5 Ways to Grill or Smoke Juicy, Flavorful Pork Chops
We’re often reeled in at the market by their relatively reasonable price. But what do you do with pork chops or pork steaks when you get them home? Our mothers and grandmothers used to pan-fry them or bake them within an inch of their lives, driven by an outdated FDA mandate that implied you’d die if you ate pork that was served at anything under 180 degrees. Today, the FDA’s revised recommendations are kinder to lean pork; it need only be cooked to 145. The recipes below yield juicy, ultra-flavorful pork, which is perfect for autumn dining. Please share your favorites with us on social media!
5 Ways to Grill or Smoke Pork Chops
Celebrate the arrival of fall with these delectable chops, brined in apple cider (find fresh-pressed at your local market), smoke-roasted, then seared. Finish, if desired, with a Calvados (apple brandy) glaze.
The heat-seekers among us will appreciate this regional barbecue favorite. Tipped off by our late fire wrangler Rob Baas, Steven made a special trip to Monroe County, Kentucky, to sample these pork steaks at their source. (He even wrote about them for the New York Times.) Pork blade steaks or thin pork chops work, although blade steaks have more marbling.
Like their bovine counterparts, pork T-bones encompass a strip loin and a nugget of tenderloin separated by a T-shaped bone. Here, they’re cooked dramatically on clean shovel blades heated over an open fire. Inspired by a technique used in the Australian Outback, this preparation will have your guests talking for years.
Another regional preparation for pork steaks (also called blade steaks) comes from the back yards of St.

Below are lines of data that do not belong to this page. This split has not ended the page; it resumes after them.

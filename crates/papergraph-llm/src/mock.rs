//! Scripted backend for tests.

use async_trait::async_trait;
use std::collections::VecDeque;
use std::sync::Mutex;

use crate::backend::{LlmBackend, LlmError, LlmRequest, LlmResponse};

type Responder = Box<dyn Fn(&LlmRequest) -> Result<String, LlmError> + Send + Sync>;

/// Replays queued replies, then falls back to a responder function.
pub struct ScriptedBackend {
    queue: Mutex<VecDeque<Result<String, LlmError>>>,
    responder: Option<Responder>,
    prompts: Mutex<Vec<String>>,
}

impl ScriptedBackend {
    pub fn new() -> Self {
        Self { queue: Mutex::new(VecDeque::new()), responder: None, prompts: Mutex::new(Vec::new()) }
    }

    /// Every call is answered by `f`, which sees the request.
    pub fn with_responder<F>(f: F) -> Self
    where
        F: Fn(&LlmRequest) -> Result<String, LlmError> + Send + Sync + 'static,
    {
        Self { responder: Some(Box::new(f)), ..Self::new() }
    }

    pub fn push_reply(self, content: impl Into<String>) -> Self {
        self.lock_queue().push_back(Ok(content.into()));
        self
    }

    pub fn push_error(self, err: LlmError) -> Self {
        self.lock_queue().push_back(Err(err));
        self
    }

    /// Prompts received so far, last user message of each request.
    pub fn prompts(&self) -> Vec<String> {
        self.prompts.lock().map(|p| p.clone()).unwrap_or_default()
    }

    pub fn calls(&self) -> usize {
        self.prompts().len()
    }

    fn lock_queue(&self) -> std::sync::MutexGuard<'_, VecDeque<Result<String, LlmError>>> {
        self.queue.lock().unwrap_or_else(|poisoned| poisoned.into_inner())
    }
}

impl Default for ScriptedBackend {
    fn default() -> Self {
        Self::new()
    }
}

#[async_trait]
impl LlmBackend for ScriptedBackend {
    async fn complete(&self, req: LlmRequest) -> Result<LlmResponse, LlmError> {
        let prompt = req.messages.last().map(|m| m.content.clone()).unwrap_or_default();
        if let Ok(mut p) = self.prompts.lock() {
            p.push(prompt);
        }
        let next = self.lock_queue().pop_front();
        let content = match (next, &self.responder) {
            (Some(reply), _) => reply?,
            (None, Some(f)) => f(&req)?,
            (None, None) => return Err(LlmError::Unavailable("script exhausted".to_string())),
        };
        Ok(LlmResponse { content, model: "scripted".to_string(), prompt_tokens: 0, completion_tokens: 0 })
    }

    fn model_id(&self) -> &str { "scripted" }
}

Louis. Pork steaks, which are cut from the pork shoulder, are sizzled on a hot grill, then basted with a local sauce called Maull’s Original Barbecue Sauce. Find it online or follow Steven’s recipe for a close facsimile.
A cool Minneapolis restaurant, the Butcher and the Boar (it closed during the pandemic but rumors say it will reopen under different ownership in 2022), shared this flavorful recipe with Steven. Brined for 12 hours in a solution that contains curing salt, these thick pork chops (look for 2 bones) are then smoked. They can be eaten at this stage, but are even better when glazed with olive oil and a chile-inflected rub.